Phi-3-Sprachmodelle mit der ONNX Runtime generate() API ausführen

Einleitung

Phi-3 und Phi 3.5 ONNX-Modelle werden auf HuggingFace gehostet und können mit der ONNX Runtime generate() API ausgeführt werden.

Die Versionen Mini (3,3B) und Medium (14B) sind jetzt mit Unterstützung verfügbar. Sowohl Mini als auch Medium verfügen über eine Kurzkontext-Version (4k) und eine Langkontext-Version (128k). Die Langkontext-Version kann deutlich längere Prompts akzeptieren und längere Ausgabetexte erzeugen, verbraucht aber mehr Speicher.

Verfügbare Modelle sind

Dieses Tutorial demonstriert den Download und die Ausführung der Mini-Variante (3B) des Phi-3-Modells mit kurzem Kontext (4k). Informationen zu den Download-Befehlen für andere Varianten finden Sie in der Modellreferenz.

Dieses Tutorial lädt die Mini-Variante (3B) des Phi-3-Modells mit kurzem Kontext (4k) herunter und führt sie aus. Informationen zu den Download-Befehlen für andere Varianten finden Sie in der Modellreferenz.

Einrichtung
Wählen Sie Ihre Plattform
Ausführung mit DirectML
Ausführung mit NVIDIA CUDA
Ausführung auf der CPU
Phi-3 ONNX Modellreferenz

Setup

Installieren Sie die Git Large File Storage (LFS) Erweiterung

HuggingFace verwendet git zur Versionskontrolle.
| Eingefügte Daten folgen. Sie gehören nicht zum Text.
use std::sync::Arc;
use test_helpers::{FakeCatalog, memory_store};
use windfarm_routing::alias_map_builder::AliasMapBuilder;
use windfarm_routing::artifact_store::ArtifactStore;
use windfarm_routing::dispatch_schedule::Unthrottled;
use windfarm_routing::provisioning::{
    AliasMapProvisioner, ProvisioningRequest, RequestType, ResponseStatus, send_response,
};
use wiremock::matchers::{body_json, method, path};
use wiremock::{Mock, MockServer, ResponseTemplate};

fn request(request_type: &str, response_url: &str) -> ProvisioningRequest {
    serde_json::from_value(serde_json::json!({
        "RequestType": request_type,
        "ResponseURL": response_url,
        "StackId": "arn:aws:cloudformation:us-east-1:123456789012:stack/windfarm/guid",
        "RequestId": "request-1",
        "ResourceType": "Custom::AssetMap",
        "LogicalResourceId": "AssetMap",
        "ResourceProperties": {"ServiceToken": "arn:aws:lambda:us-east-1:123456789012:function:mapper"}
    }))
    .unwrap()
}

fn provisioner(catalog: FakeCatalog, store: Arc<ArtifactStore>) -> AliasMapProvisioner {
    AliasMapProvisioner::new(
        AliasMapBuilder::new(Arc::new(catalog), Arc::new(Unthrottled)),
        store,
        "turbine-model".to_owned(),
        "asset-map-bucketAssetMap".to_owned(),
    )
}

#[test]
fn test_parse_request() {
    let request = request("Update", "https://example.com/response");
    assert_eq!(request.request_type, RequestType::Update);
    assert_eq!(request.logical_resource_id, "AssetMap");
    assert_eq!(request.physical_resource_id, None);
}

#[tokio::test]
async fn test_create_publishes_map() {
    let store = memory_store();
    let provisioner = provisioner(FakeCatalog::generated(3, 2, 2, 0), store.clone());
    let response = provisioner
        .handle(&request("Create", "https://example.com/response"))
        .await;
    assert_eq!(response.status, ResponseStatus::Success);
    assert_eq!(response.reason, None);
    assert_eq!(response.physical_resource_id, "asset-map-bucketAssetMap");
    assert_eq!(
        response.data.get("Url").map(String::as_str),
        Some("memory:///asset-maps/mapping.json")
    );
    assert_eq!(store.read_alias_map().await.unwrap().nb_entries(), 6);
}

#[tokio::test]
async fn test_delete_is_a_no_op() {
    let store = memory_store();
    let catalog = FakeCatalog::generated(3, 2, 2, 0).failing_on_asset("asset-0");
    let response = provisioner(catalog, store.clone())
        .handle(&request("Delete", "https://example.com/response"))
        .await;
    assert_eq!(response.status, ResponseStatus::Success);
    assert!(store.read_alias_map().await.is_err());
}

#[tokio::test]
async fn test_build_failure_is_reported() {
    let store = memory_store();
    let catalog = FakeCatalog::generated(3, 2, 2, 0).failing_on_asset("asset-2");
    let response = provisioner(catalog, store.clone())
        .handle(&request("Update", "https://example.com/response"))
        .await;
    assert_eq!(response.status, ResponseStatus::Failed);
    assert!(response.reason.unwrap().contains("asset asset-2 not found"));
    assert!(response.data.is_empty());
    assert!(store.read_alias_map().await.is_err());
}

#[tokio::test]
async fn test_send_response() {
    let server = MockServer::start().await;
    Mock::given(method("PUT"))
        .and(path("/cfn-response"))
        .and(body_json(serde_json::json!({
            "Status": "SUCCESS",
            "PhysicalResourceId": "asset-map-bucketAssetMap",
            "StackId": "arn:aws:cloudformation:us-east-1:123456789012:stack/windfarm/guid",
            "RequestId": "request-1",
            "LogicalResourceId": "AssetMap",
            "Data": {"Url": "memory:///asset-maps/mapping.json"}
        })))
        .respond_with(ResponseTemplate::new(200))
        .expect(1)
        .mount(&server)
        .await;

    let response_url = format!("{}/cfn-response", server.uri());
    let store = memory_store();
    let provisioner = provisioner(FakeCatalog::generated(1, 1, 1, 0), store);
    let response = provisioner.handle(&request("Create", &response_url)).await;
    send_response(&reqwest::Client::new(), &response_url, &response)
        .await
        .unwrap();
}

#[tokio::test]
async fn test_send_response_refused() {
    let server = MockServer::start().await;
    Mock::given(method("PUT"))
        .respond_with(ResponseTemplate::new(403))
        .mount(&server)
        .await;
    let response_url = format!("{}/expired", server.uri());
    let response = provisioner(FakeCatalog::generated(0, 1, 0, 0), memory_store())
        .handle(&request("Delete", &response_url))
        .await;
    assert!(
        send_response(&reqwest::Client::new(), &response_url, &response)
            .await
            .is_err()
    );
}

#[tokio::test]
async fn test_unsupported_request_type() {
    let store = memory_store();
    let response = provisioner(FakeCatalog::generated(1, 1, 1, 0), store.clone())
        .handle(&request("Replace", "https://example.com/response"))
        .await;
    assert_eq!(response.status, ResponseStatus::Failed);
    assert_eq!(response.reason.as_deref(), Some("unsupported request type"));
    assert!(store.read_alias_map().await.is_err());
}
Um die ONNX-Modelle herunterzuladen, benötigen Sie git lfs, falls Sie es noch nicht installiert haben.
- Windows: winget install -e --id GitHub.GitLFS (Wenn Sie winget nicht haben, laden Sie die exe von der offiziellen Quelle herunter und führen Sie sie aus)
- Linux: apt-get install git-lfs
- MacOS: brew install git-lfs
Führen Sie dann git lfs install aus
Installieren Sie die HuggingFace CLI
```
pip install huggingface-hub[cli]
```

Wählen Sie Ihre Plattform

Haben Sie einen Windows-Computer mit GPU?

Ich weiß es nicht → Lesen Sie diesen Leitfaden, um zu sehen, ob Sie eine GPU auf Ihrem Windows-Computer haben und bestätigen Sie, dass Ihre GPU DirectML-kompatibel ist.
Ja → Folgen Sie den Anweisungen für DirectML.
Nein → Haben Sie eine NVIDIA GPU?
- Ich weiß es nicht → Lesen Sie diesen Leitfaden, um zu sehen, ob Sie eine CUDA-fähige GPU haben.
- Ja → Folgen Sie den Anweisungen für NVIDIA CUDA GPU.
- Nein → Folgen Sie den Anweisungen für CPU.

Hinweis: Es wird nur ein Paket und Modell basierend auf Ihrer Hardware benötigt. Das heißt, führen Sie die Schritte nur für einen der folgenden Abschnitte aus.

Ausführung mit DirectML

Modell herunterladen

huggingface-cli download microsoft/Phi-3-mini-4k-instruct-onnx --include directml/* --local-dir .

Dieser Befehl lädt das Modell in einen Ordner namens directml.

Die generate() API installieren
```
pip install --pre onnxruntime-genai-directml
```
Sie sollten nun onnxruntime-genai-directml in Ihrer pip list sehen.

Führen Sie das Modell aus

Führen Sie das Modell mit phi3-qa.py aus.

curl https://raw.githubusercontent.com/microsoft/onnxruntime-genai/main/examples/python/phi3-qa.py -o phi3-qa.py
python phi3-qa.py -m directml\directml-int4-awq-block-128 -e dml

Sobald das Skript das Modell geladen hat, wird es Sie in einer Schleife zur Eingabe auffordern und die Ausgabe streamen, sobald sie vom Modell produziert wird. Zum Beispiel

Input: Tell me a joke about GPUs

Certainly! Here\'s a light-hearted joke about GPUs:

Why did the GPU go to school? Because it wanted to improve its "processing power"!

This joke plays on the double meaning of "processing power," referring both to the computational abilities of a GPU and the idea of a student wanting to improve their academic skills.

Ausführung mit NVIDIA CUDA

Modell herunterladen

huggingface-cli download microsoft/Phi-3-mini-4k-instruct-onnx --include cuda/cuda-int4-rtn-block-32/* --local-dir .

Dieser Befehl lädt das Modell in einen Ordner namens cuda.

Die generate() API installieren

pip install --pre onnxruntime-genai-cuda

Führen Sie das Modell aus

Führen Sie das Modell mit phi3-qa.py aus.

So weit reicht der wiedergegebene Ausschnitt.